Upon information and belief, the Company’s last annual meeting was held on May 24, 2011.  See excerpt of J. Alexander Corporation’s Sched. 14A, filed with the SEC on April 20, 2011, attached as Exhibit D.  However, the Company’s fiscal year ended January 1, 2012.
 
18.
 
Accordingly, Tennessee law requires that the Company’s 2012 annual meeting be held no later than July 1, 2012, as this date, which is six months after the end of the Company’s most recent fiscal year, is earlier than that date which is fifteen months after the Company’s last annual meeting.  See Tenn. Code.

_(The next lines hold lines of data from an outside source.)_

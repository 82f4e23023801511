//! Remote module loader.
//!
//! The loader turns a host name into a validated tracking module, loading it
//! at most once per host.
//!
//! # Cache Semantics
//!
//! ```text
//! Unloaded --get_module--> Loading --ok--> Loaded (kept until reset)
//!                             |
//!                             +--error--> Unloaded (next call retries)
//! ```
//!
//! Each host maps to a shared future. Every caller asking for the same host
//! while a load is pending gets a clone of the same future and sees the same
//! outcome, whether that is a module handle or a shared [`LoadError`].
//! Failures evict the entry; successes stay cached with no expiry.
//!
//! Host keys are compared exactly. `Example.com` and `example.com` are two
//! cache entries and two loads.
//!
//! # Example
//!
//! ```ignore
//! use std::sync::Arc;
//! use device_tracking::loader::ModuleLoader;
//!
//! let loader = ModuleLoader::new(Arc::new(my_source));
//! let module = loader.get_module(None).await?;
//! let result = module.track_device(&options).await?;
//! ```

mod error;
mod http;
mod module;

pub use error::LoadError;
pub use http::{HttpModuleSource, ModuleLinker};
pub use module::{
    BoxFuture, ModuleSource, RemoteError, RemoteExport, RemoteTracker, RemoteValue, SourceError,
    TRACK_DEVICE_EXPORT,
};

#[cfg(test)]
pub use module::tests::{Behavior, MockSource, MockTracker, TrackerFailure};

use std::fmt;
use std::sync::atomic::{AtomicBool, AtomicU64, Ordering};
use std::sync::Arc;
use std::time::Duration;

use dashmap::mapref::entry::Entry;
use dashmap::DashMap;
use futures::future::{FutureExt, Shared};
use serde_json::Value;
use tokio::runtime::Handle;
use tracing::{debug, info, warn};

use crate::config::TrackingConfig;
use crate::options::TrackDeviceOptions;

/// Outcome of a module load, as seen by every waiter.
pub type LoadResult = Result<ModuleHandle, Arc<LoadError>>;

/// Cloneable future for a host's module load.
///
/// Clones handed out for the same pending load satisfy
/// [`Shared::ptr_eq`].
pub type ModuleFuture = Shared<BoxFuture<'static, LoadResult>>;

/// A loaded, validated tracking module.
#[derive(Clone)]
pub struct ModuleHandle {
    host: Arc<str>,
    url: Arc<str>,
    tracker: Arc<dyn RemoteTracker>,
}

impl ModuleHandle {
    /// Host the module was loaded for (the cache key).
    pub fn host(&self) -> &str {
        &self.host
    }

    /// URL the module was loaded from.
    pub fn url(&self) -> &str {
        &self.url
    }

    /// Call the module's `trackDevice` export.
    pub fn track_device<'a>(
        &'a self,
        options: &'a TrackDeviceOptions,
    ) -> BoxFuture<'a, Result<Value, RemoteError>> {
        self.tracker.track_device(options)
    }
}

impl fmt::Debug for ModuleHandle {
    fn fmt(&self, f: &mut fmt::Formatter<'_>) -> fmt::Result {
        f.debug_struct("ModuleHandle")
            .field("host", &self.host)
            .field("url", &self.url)
            .finish_non_exhaustive()
    }
}

/// Load state of a single host.
#[derive(Debug, Clone, Copy, PartialEq, Eq)]
pub enum LoadState {
    /// Nothing cached; the next request starts a load.
    Unloaded,
    /// A load is in flight.
    Loading,
    /// The module is cached.
    Loaded,
}

struct CacheEntry {
    /// Distinguishes this load from later loads of the same host.
    generation: u64,
    future: ModuleFuture,
    loaded: Arc<AtomicBool>,
}

/// Per-host, de-duplicating module loader.
///
/// Loads run on spawned Tokio tasks. Called outside a Tokio runtime,
/// [`ModuleLoader::get_module`] returns a future that resolves to
/// [`LoadError::NoRuntime`] and caches nothing.
pub struct ModuleLoader {
    source: Arc<dyn ModuleSource>,
    config: TrackingConfig,
    entries: Arc<DashMap<String, CacheEntry>>,
    next_generation: AtomicU64,
}

impl ModuleLoader {
    /// Create a loader with default settings.
    pub fn new(source: Arc<dyn ModuleSource>) -> Self {
        Self::with_config(source, TrackingConfig::default())
    }

    /// Create a loader with custom settings.
    pub fn with_config(source: Arc<dyn ModuleSource>, config: TrackingConfig) -> Self {
        Self {
            source,
            config,
            entries: Arc::new(DashMap::new()),
            next_generation: AtomicU64::new(0),
        }
    }

    /// The loader's settings.
    pub fn config(&self) -> &TrackingConfig {
        &self.config
    }

    /// URL the module for `host` is loaded from.
    pub fn module_url(&self, host: &str) -> String {
        format!("https://{}{}", host, self.config.module_path)
    }

    /// Get the module for `host`, or for the default host when `None`.
    ///
    /// Returns the cached future when one exists for this exact host string,
    /// otherwise starts a load and caches its future before it settles.
    pub fn get_module(&self, host: Option<&str>) -> ModuleFuture {
        let host = host.unwrap_or(self.config.default_host.as_str());

        match self.entries.entry(host.to_string()) {
            Entry::Occupied(entry) => {
                debug!(host = %host, "Reusing cached device module load");
                entry.get().future.clone()
            }
            Entry::Vacant(entry) => {
                let generation = self.next_generation.fetch_add(1, Ordering::Relaxed);
                let loaded = Arc::new(AtomicBool::new(false));
                match self.start_load(host, generation, Arc::clone(&loaded)) {
                    Ok(future) => {
                        entry.insert(CacheEntry {
                            generation,
                            future: future.clone(),
                            loaded,
                        });
                        future
                    }
                    Err(e) => {
                        warn!(host = %host, error = %e, "Device module load not started");
                        futures::future::ready::<LoadResult>(Err(Arc::new(e)))
                            .boxed()
                            .shared()
                    }
                }
            }
        }
    }

    /// Current load state for `host`, or for the default host when `None`.
    pub fn load_state(&self, host: Option<&str>) -> LoadState {
        let host = host.unwrap_or(self.config.default_host.as_str());
        match self.entries.get(host) {
            None => LoadState::Unloaded,
            Some(entry) if entry.loaded.load(Ordering::Acquire) => LoadState::Loaded,
            Some(_) => LoadState::Loading,
        }
    }

    /// Hosts with a pending or completed load, sorted.
    pub fn cached_hosts(&self) -> Vec<String> {
        let mut hosts: Vec<String> = self.entries.iter().map(|e| e.key().clone()).collect();
        hosts.sort();
        hosts
    }

    /// Forget every cached load.
    ///
    /// Pending loads keep running for their current waiters, but their
    /// outcome is no longer cached.
    pub fn reset(&self) {
        let count = self.entries.len();
        self.entries.clear();
        debug!(entries = count, "Device module cache reset");
    }

    fn start_load(
        &self,
        host: &str,
        generation: u64,
        loaded: Arc<AtomicBool>,
    ) -> Result<ModuleFuture, LoadError> {
        let url = self.module_url(host);
        let runtime =
            Handle::try_current().map_err(|_| LoadError::NoRuntime { url: url.clone() })?;
        let timeout = self.config.load_timeout;
        debug!(url = %url, "Loading device tracking module");

        let task = runtime.spawn({
            let source = Arc::clone(&self.source);
            let entries = Arc::clone(&self.entries);
            let host: Arc<str> = Arc::from(host);
            let url: Arc<str> = Arc::from(url.as_str());

            async move {
                match load_module(source.as_ref(), &url, timeout).await {
                    Ok(tracker) => {
                        loaded.store(true, Ordering::Release);
                        info!(url = %url, "Device tracking module loaded");
                        Ok(ModuleHandle { host, url, tracker })
                    }
                    Err(e) => {
                        warn!(url = %url, error = %e, "Device tracking module load failed");
                        evict(&entries, &host, generation);
                        Err(Arc::new(e))
                    }
                }
            }
        });

        let entries = Arc::clone(&self.entries);
        let host = host.to_string();
        let future = async move {
            match task.await {
                Ok(result) => result,
                Err(e) => {
                    warn!(url = %url, error = %e, "Device tracking module load task ended");
                    evict(&entries, &host, generation);
                    Err(Arc::new(LoadError::Aborted { url }))
                }
            }
        }
        .boxed()
        .shared();

        Ok(future)
    }
}

/// Drop `host`'s entry if it still belongs to load `generation`.
fn evict(entries: &DashMap<String, CacheEntry>, host: &str, generation: u64) {
    if entries
        .remove_if(host, |_, entry| entry.generation == generation)
        .is_some()
    {
        debug!(host = %host, "Evicted failed device module load");
    }
}

/// Fetch and validate a module, bounded by `timeout`.
///
/// When the timeout wins, the pending fetch is dropped along with the timer.
async fn load_module(
    source: &dyn ModuleSource,
    url: &str,
    timeout: Duration,
) -> Result<Arc<dyn RemoteTracker>, LoadError> {
    let value = match tokio::time::timeout(timeout, source.load(url)).await {
        Ok(Ok(value)) => value,
        Ok(Err(source)) => {
            return Err(LoadError::Fetch {
                url: url.to_string(),
                source,
            })
        }
        Err(_) => {
            return Err(LoadError::TimedOut {
                url: url.to_string(),
                timeout_ms: timeout_millis(timeout),
            })
        }
    };

    if !value.is_object() {
        return Err(LoadError::NotAnObject {
            url: url.to_string(),
        });
    }

    value.tracker().ok_or_else(|| LoadError::MissingTrackDevice {
        url: url.to_string(),
    })
}

/// Whole milliseconds in `timeout`, saturating at `u64::MAX`.
fn timeout_millis(timeout: Duration) -> u64 {
    u64::try_from(timeout.as_millis()).unwrap_or(u64::MAX)
}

Ann. § 48-17-103.
 
19.
 
Upon information and belief, the Company has traditionally held its annual meeting in May of each year.
 
20.
 
Upon information and belief, the Company set May 21, 2012 as the record date for determining those shareholders entitled to receive notice of and vote at the 2012 annual meeting, but has failed to set a date, time and place for the 2012 annual meeting.
 
21.
 
The Company did not hold its 2012 annual meeting by the July 1, 2012 deadline and is therefore in violation of its previous Bylaws (amended just days before non-compliance) and Tennessee law.
 
22.
 
In February 2012, Plaintiffs provided the Company with timely nominations of certain individuals to stand for election as directors at the 2012 annual meeting.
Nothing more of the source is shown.